The Government Accountability Office similarly reported that Labor found registered apprenticeship completers earned an average annual salary of about $80,000 in fiscal year 2023.
That is what a real pathway looks like. Training tied to employment, wages that rise with skill, and a credential that actually maps to competence.
And remember the cost side: community college and technical programs are usually far cheaper than four year tuition, with the College Board listing the average published tuition and fees at public two year colleges at $4,150 for in district students in 2025 to 26.
So the question is not whether every kid should skip college. The question is why we pushed millions of kids into the most expensive path first, while starving the cheaper path that often produces better near term outcomes.
Why the scam persists
If this were just about information, the market would have corrected by now. But the credential machine has powerful incentives.
Colleges get paid when students enroll, not when students succeed. Federal lending and aid systems pump money into the pipeline, and the price rises to meet the subsidy. Employers use degree requirements as a cheap filter for applicants, even when the degree is unrelated to the job.

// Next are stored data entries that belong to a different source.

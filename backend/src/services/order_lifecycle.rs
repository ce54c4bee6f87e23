//! Order lifecycle: review gate, customer decision, cancellation

use serde::Serialize;
use shared::{
    order_totals, NewOrderHistory, Order, OrderHistoryEntry, OrderItem, OrderItemHistoryEntry,
    OrderStatus,
};
use uuid::Uuid;

use crate::error::{AppError, AppResult};
use crate::store::SharedStore;

/// An order with its current lines
#[derive(Debug, Clone, Serialize)]
pub struct OrderDetail {
    pub order: Order,
    pub items: Vec<OrderItem>,
}

/// One audit session with its per-line changes
#[derive(Debug, Clone, Serialize)]
pub struct HistorySession {
    #[serde(flatten)]
    pub entry: OrderHistoryEntry,
    pub changes: Vec<OrderItemHistoryEntry>,
}

/// Moves orders between statuses and records each move
#[derive(Clone)]
pub struct OrderLifecycleService {
    store: SharedStore,
}

impl OrderLifecycleService {
    pub fn new(store: SharedStore) -> Self {
        Self { store }
    }

    pub async fn get_order(&self, order_id: Uuid) -> AppResult<OrderDetail> {
        let order = self.find(order_id).await?;
        let items = self.store.order_items(order_id).await?;
        Ok(OrderDetail { order, items })
    }

    /// pending -> review without changing any line
    pub async fn mark_for_review(
        &self,
        order_id: Uuid,
        actor: &str,
        notes: Option<String>,
    ) -> AppResult<Order> {
        self.transition(order_id, actor, OrderStatus::Review, notes).await
    }

    /// review -> completed
    pub async fn accept(&self, order_id: Uuid, actor: &str) -> AppResult<Order> {
        self.transition(order_id, actor, OrderStatus::Completed, None)
            .await
    }

    /// Cancel from any non-terminal status
    pub async fn cancel(
        &self,
        order_id: Uuid,
        actor: &str,
        notes: Option<String>,
    ) -> AppResult<Order> {
        self.transition(order_id, actor, OrderStatus::Cancelled, notes)
            .await
    }

    /// review -> pending, restoring the lines captured by the latest edit.
    ///
    /// The snapshot is the `original_items` of the most recent history session
    /// whose new status is review. After two edits in review that is the state
    /// left by the first edit, not the state before review began.
    pub async fn reject(
        &self,
        order_id: Uuid,
        actor: &str,
        notes: Option<String>,
    ) -> AppResult<Order> {
        let order = self.find(order_id).await?;
        order.status.transition(OrderStatus::Pending)?;

        let snapshot = self
            .store
            .order_history(order_id)
            .await?
            .into_iter()
            .find(|h| h.new_status == OrderStatus::Review)
            .ok_or_else(|| AppError::NotFound("Review snapshot".to_string()))?;

        let current = self.store.order_items(order_id).await?;
        let (restored_quantity, restored_value) = order_totals(&snapshot.original_items)?;

        self.store
            .insert_history(NewOrderHistory {
                order_id,
                previous_status: order.status,
                new_status: OrderStatus::Pending,
                previous_quantity: order.quantity,
                new_quantity: restored_quantity,
                previous_value: order.value,
                new_value: restored_value,
                notes,
                changed_by: actor.to_string(),
                original_items: current.clone(),
            })
            .await
            .map_err(|e| AppError::AuditSessionFailed(e.to_string()))?;

        let ids: Vec<Uuid> = current.iter().map(|i| i.id).collect();
        self.store.delete_items(&ids).await?;
        self.store.restore_items(&snapshot.original_items).await?;

        let order = self
            .store
            .update_order_summary(
                order_id,
                restored_quantity,
                restored_value,
                OrderStatus::Pending,
            )
            .await?;

        tracing::info!(
            order_id = %order_id,
            snapshot = %snapshot.id,
            restored_lines = snapshot.original_items.len(),
            "Order edit rejected; previous lines restored"
        );

        Ok(order)
    }

    /// Audit sessions for an order, newest first, each with its line changes
    pub async fn history(&self, order_id: Uuid) -> AppResult<Vec<HistorySession>> {
        self.find(order_id).await?;
        let entries = self.store.order_history(order_id).await?;

        let mut sessions = Vec::with_capacity(entries.len());
        for entry in entries {
            let changes = self.store.item_history(entry.id).await?;
            sessions.push(HistorySession { entry, changes });
        }
        Ok(sessions)
    }

    async fn find(&self, order_id: Uuid) -> AppResult<Order> {
        self.store
            .find_order(order_id)
            .await?
            .ok_or_else(|| AppError::NotFound("Order".to_string()))
    }

    async fn transition(
        &self,
        order_id: Uuid,
        actor: &str,
        next: OrderStatus,
        notes: Option<String>,
    ) -> AppResult<Order> {
        let order = self.find(order_id).await?;
        order.status.transition(next)?;

        let items = self.store.order_items(order_id).await?;
        self.store
            .insert_history(NewOrderHistory {
                order_id,
                previous_status: order.status,
                new_status: next,
                previous_quantity: order.quantity,
                new_quantity: order.quantity,
                previous_value: order.value,
                new_value: order.value,
                notes,
                changed_by: actor.to_string(),
                original_items: items,
            })
            .await
            .map_err(|e| AppError::AuditSessionFailed(e.to_string()))?;

        let updated = self
            .store
            .update_order_summary(order_id, order.quantity, order.value, next)
            .await?;

        tracing::info!(
            order_id = %order_id,
            from = %order.status,
            to = %next,
            "Order status changed"
        );

        Ok(updated)
    }
}
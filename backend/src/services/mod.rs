//! Business logic services for the Storefront Order Management Platform

pub mod amendment;
pub mod bulk_fetch;
pub mod cache;
pub mod hierarchy;
pub mod order_edit;
pub mod order_lifecycle;
pub mod plan_upload;
pub mod reconciliation;

pub use amendment::AmendmentService;
pub use cache::{CacheKey, ReconciliationCache};
pub use hierarchy::HierarchyService;
pub use order_edit::OrderEditService;
pub use order_lifecycle::OrderLifecycleService;
pub use plan_upload::PlanUploadService;
pub use reconciliation::{ProgressReporter, ReconciliationService};
//! Shared types and models for the Storefront Order Management Platform
//!
//! This crate contains the domain model and the pure reconciliation logic
//! shared between the backend, the browser (via WASM), and tests. Nothing in
//! here performs I/O.

pub mod error;
pub mod models;
pub mod order_diff;
pub mod reconcile;
pub mod types;
pub mod validation;

pub use error::*;
pub use models::*;
pub use order_diff::*;
pub use reconcile::*;
pub use types::*;
pub use validation::*;
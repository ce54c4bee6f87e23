//! Validation utilities for the Storefront Order Management Platform

use rust_decimal::Decimal;

use crate::models::{EditedOrderItem, WeeklyPlanLine, MAX_ITEM_QUANTITY, MAX_UNIT_PRICE};

// ============================================================================
// Weekly Plan Validations
// ============================================================================

/// Validate a week reference (e.g. "WK-2026-42")
pub fn validate_week_reference(reference: &str) -> Result<(), &'static str> {
    let trimmed = reference.trim();
    if trimmed.is_empty() {
        return Err("Week reference is required");
    }
    if trimmed.len() > 64 {
        return Err("Week reference must be at most 64 characters");
    }
    if trimmed != reference {
        return Err("Week reference must not have leading or trailing spaces");
    }
    Ok(())
}

/// Validate stock code format (alphanumeric with '-', '_' or '/')
pub fn validate_stock_code(code: &str) -> Result<(), &'static str> {
    if code.is_empty() {
        return Err("Stock code is required");
    }
    if code.len() > 40 {
        return Err("Stock code must be at most 40 characters");
    }
    if !code
        .chars()
        .all(|c| c.is_ascii_alphanumeric() || matches!(c, '-' | '_' | '/'))
    {
        return Err("Stock code may only contain letters, digits, '-', '_' and '/'");
    }
    Ok(())
}

/// Validate a stock quantity (zero allowed)
pub fn validate_quantity(qty: i32) -> Result<(), &'static str> {
    if qty < 0 {
        return Err("Quantity cannot be negative");
    }
    Ok(())
}

/// Validate one uploaded plan line
pub fn validate_plan_line(line: &WeeklyPlanLine) -> Result<(), &'static str> {
    validate_week_reference(&line.reference)?;
    validate_stock_code(&line.stock_code)?;
    if line.store_name.trim().is_empty() {
        return Err("Store name is required");
    }
    for qty in [
        line.qty_on_hand,
        line.qty_in_transit,
        line.qty_sold,
        line.order_qty,
    ] {
        validate_quantity(qty)?;
    }
    // Regional add may be negative to pull stock back.
    Ok(())
}

/// Every amendment says why the planned quantity is being overridden
pub fn validate_justification(amended_qty: i32, justification: &str) -> Result<(), &'static str> {
    validate_quantity(amended_qty)?;
    if justification.trim().is_empty() {
        return Err("A justification is required");
    }
    if justification.chars().count() > 1000 {
        return Err("Justification must be at most 1000 characters");
    }
    Ok(())
}

// ============================================================================
// Order Validations
// ============================================================================

/// Validate a unit price
pub fn validate_price(price: Decimal) -> Result<(), &'static str> {
    if price < Decimal::ZERO {
        return Err("Price cannot be negative");
    }
    if price > Decimal::from(MAX_UNIT_PRICE) {
        return Err("Price is above the largest accepted unit price");
    }
    if price.scale() > 2 {
        return Err("Price must have at most two decimal places");
    }
    Ok(())
}

/// Checks on an edited line that the derive cannot express
pub fn validate_edited_item(item: &EditedOrderItem) -> Result<(), &'static str> {
    validate_price(item.price)?;
    if !(1..=MAX_ITEM_QUANTITY).contains(&item.quantity) {
        return Err("Quantity must be between 1 and 100000");
    }
    if let Some(code) = &item.code {
        validate_stock_code(code)?;
    }
    Ok(())
}
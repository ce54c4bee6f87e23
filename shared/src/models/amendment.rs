//! Amendment and submission models

use chrono::{DateTime, Utc};
use serde::{Deserialize, Serialize};
use std::str::FromStr;
use uuid::Uuid;

use super::ManagerRole;
use crate::error::ModelError;

/// Workflow status of an amendment
#[derive(Debug, Clone, Copy, PartialEq, Eq, Hash, Serialize, Deserialize)]
#[serde(rename_all = "snake_case")]
pub enum AmendmentStatus {
    /// Saved by a manager, still editable
    Draft,
    /// Sent up by an area manager, awaiting the regional manager
    Pending,
    /// Sent to head office
    Submitted,
    Approved,
}

impl AmendmentStatus {
    pub fn as_str(&self) -> &'static str {
        match self {
            AmendmentStatus::Draft => "draft",
            AmendmentStatus::Pending => "pending",
            AmendmentStatus::Submitted => "submitted",
            AmendmentStatus::Approved => "approved",
        }
    }

    pub fn can_transition_to(&self, next: AmendmentStatus) -> bool {
        use AmendmentStatus::*;
        matches!(
            (self, next),
            (Draft, Pending)
                | (Draft, Submitted)
                | (Pending, Submitted)
                | (Pending, Approved)
                | (Submitted, Approved)
                | (Pending, Draft)
                | (Submitted, Draft)
                | (Approved, Draft)
        )
    }

    /// Managers may still change the quantity
    pub fn is_editable(&self) -> bool {
        matches!(self, AmendmentStatus::Draft)
    }
}

impl std::fmt::Display for AmendmentStatus {
    fn fmt(&self, f: &mut std::fmt::Formatter<'_>) -> std::fmt::Result {
        f.write_str(self.as_str())
    }
}

impl FromStr for AmendmentStatus {
    type Err = ModelError;

    fn from_str(s: &str) -> Result<Self, Self::Err> {
        match s {
            "draft" => Ok(AmendmentStatus::Draft),
            "pending" => Ok(AmendmentStatus::Pending),
            "submitted" => Ok(AmendmentStatus::Submitted),
            "approved" => Ok(AmendmentStatus::Approved),
            other => Err(ModelError::UnknownStatus(other.to_string())),
        }
    }
}

/// Lookup key joining an amendment to a plan line
#[derive(Debug, Clone, PartialEq, Eq, Hash, PartialOrd, Ord, Serialize, Deserialize)]
pub struct AmendmentKey {
    pub store_id: Uuid,
    pub stock_code: String,
}

impl AmendmentKey {
    pub fn new(store_id: Uuid, stock_code: impl Into<String>) -> Self {
        Self {
            store_id,
            stock_code: stock_code.into(),
        }
    }
}

impl std::fmt::Display for AmendmentKey {
    fn fmt(&self, f: &mut std::fmt::Formatter<'_>) -> std::fmt::Result {
        write!(f, "{}_{}", self.store_id, self.stock_code)
    }
}

/// A manager's quantity override for one (store, stock code) in a week
#[derive(Debug, Clone, PartialEq, Eq, Serialize, Deserialize)]
pub struct AmendmentRecord {
    pub id: Uuid,
    pub reference: String,
    pub store_id: Uuid,
    pub stock_code: String,
    pub amended_qty: i32,
    pub justification: String,
    pub status: AmendmentStatus,
    pub created_by: String,
    pub created_by_role: ManagerRole,
    pub admin_notes: Option<String>,
    pub approved_qty: Option<i32>,
    pub created_at: DateTime<Utc>,
    pub updated_at: DateTime<Utc>,
}

impl AmendmentRecord {
    pub fn key(&self) -> AmendmentKey {
        AmendmentKey::new(self.store_id, self.stock_code.clone())
    }

    /// Quantity that applies: the approved figure once an admin has set one
    pub fn effective_qty(&self) -> i32 {
        self.approved_qty.unwrap_or(self.amended_qty)
    }
}

/// A store's submission marker for a week
#[derive(Debug, Clone, PartialEq, Eq, Serialize, Deserialize)]
pub struct SubmissionRecord {
    pub id: Uuid,
    pub reference: String,
    pub store_id: Uuid,
    pub status: AmendmentStatus,
    pub submitted_by: String,
    pub submitted_by_role: ManagerRole,
    pub submitted_at: DateTime<Utc>,
}
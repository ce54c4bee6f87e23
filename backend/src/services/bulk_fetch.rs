//! Paginated bulk loading
//!
//! Large per-week datasets are read in fixed-size offset pages until a page
//! comes back shorter than requested.

use std::future::Future;

use shared::PageRequest;

use crate::error::{AppError, AppResult};

/// Running totals reported after each page
#[derive(Debug, Clone, Copy, PartialEq, Eq)]
pub struct PageProgress {
    pub pages: usize,
    pub records: usize,
}

/// Fetch pages of `page_size` until exhaustion and return every row.
///
/// When the total is an exact multiple of the page size the last request
/// returns an empty page. There is no cancellation; the first failing page
/// aborts the whole load.
pub async fn fetch_all_pages<T, F, Fut, P>(
    page_size: usize,
    mut fetch_page: F,
    mut on_page: P,
) -> AppResult<Vec<T>>
where
    F: FnMut(PageRequest) -> Fut,
    Fut: Future<Output = AppResult<Vec<T>>>,
    P: FnMut(PageProgress),
{
    if page_size == 0 {
        return Err(AppError::Configuration(
            "page size must be greater than zero".to_string(),
        ));
    }

    let mut page = PageRequest::first(page_size);
    let mut rows = Vec::new();
    let mut pages = 0;

    loop {
        let batch = fetch_page(page).await?;
        let returned = batch.len();
        pages += 1;
        rows.extend(batch);

        let (from, to) = page.range();
        tracing::debug!(from, to, returned, total = rows.len(), "Fetched page");
        on_page(PageProgress {
            pages,
            records: rows.len(),
        });

        if page.is_last(returned) {
            break;
        }
        page = page.next();
    }

    Ok(rows)
}

#[cfg(test)]
mod tests {
    use super::*;
    use std::cell::RefCell;

    async fn run(total: usize, page_size: usize) -> (Vec<usize>, usize) {
        let calls = RefCell::new(0);
        let data: Vec<usize> = (0..total).collect();
        let rows = fetch_all_pages(
            page_size,
            |page| {
                *calls.borrow_mut() += 1;
                let slice: Vec<usize> = data.iter().skip(page.offset).take(page.limit).copied().collect();
                async move { Ok(slice) }
            },
            |_| {},
        )
        .await
        .unwrap();
        let n = *calls.borrow();
        (rows, n)
    }

    #[tokio::test]
    async fn test_partial_last_page_stops() {
        let (rows, calls) = run(12, 5).await;
        assert_eq!(rows.len(), 12);
        assert_eq!(calls, 3);
    }

    #[tokio::test]
    async fn test_exact_multiple_needs_empty_page() {
        let (rows, calls) = run(10, 5).await;
        assert_eq!(rows.len(), 10);
        assert_eq!(calls, 3);
    }

    #[tokio::test]
    async fn test_zero_page_size_is_rejected() {
        let result = fetch_all_pages(0, |_| async { Ok(Vec::<u8>::new()) }, |_| {}).await;
        assert!(matches!(result, Err(AppError::Configuration(_))));
    }
}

And licensing bodies often raise educational requirements in the name of professionalism, even when that means the public pays more for services and young workers pay more to enter the field.
It is a system where the risk is placed on the teenager and the reward is distributed upward.
A practical way out: a pro-worker, pro-skill reform agenda
If we want to restore trust, we need policies that reward outcomes, not prestige.
1. Make ROI transparency mandatory for any program receiving federal aid: completion rates, median earnings, debt levels, and time to repay, published in plain language.
2. Expand and modernize apprenticeship, and treat it as a first class option nationwide, not a niche tool. The results are already strong, including high retention and strong starting pay after completion.
3. Push skills based hiring: reduce needless degree screens and prioritize competency, portfolios, and work based training. Employers are already adjusting requirements in some areas, with data showing declines in certain formal requirements.
4. Stop credential inflation where it is not clearly justified: when the bachelor becomes the new high school and the master becomes the new bachelor, working families are the ones forced to finance it.
The American deal has to make sense again
The old deal was simple: work hard, get trained, build a life. The new deal feels like this: borrow first, wait longer, and hope the credential you bought still counts when you graduate.
A country that wants strong families and a stable middle class cannot run its youth pipeline like a debt trap. We should be proud of academic achievement, but we should be even prouder of competence, craftsmanship, and the dignity of building real things.
For millions of young Americans, the smarter path is not a four year detour into debt. It is a direct route into a skilled trade, a paycheck, and a life that starts now.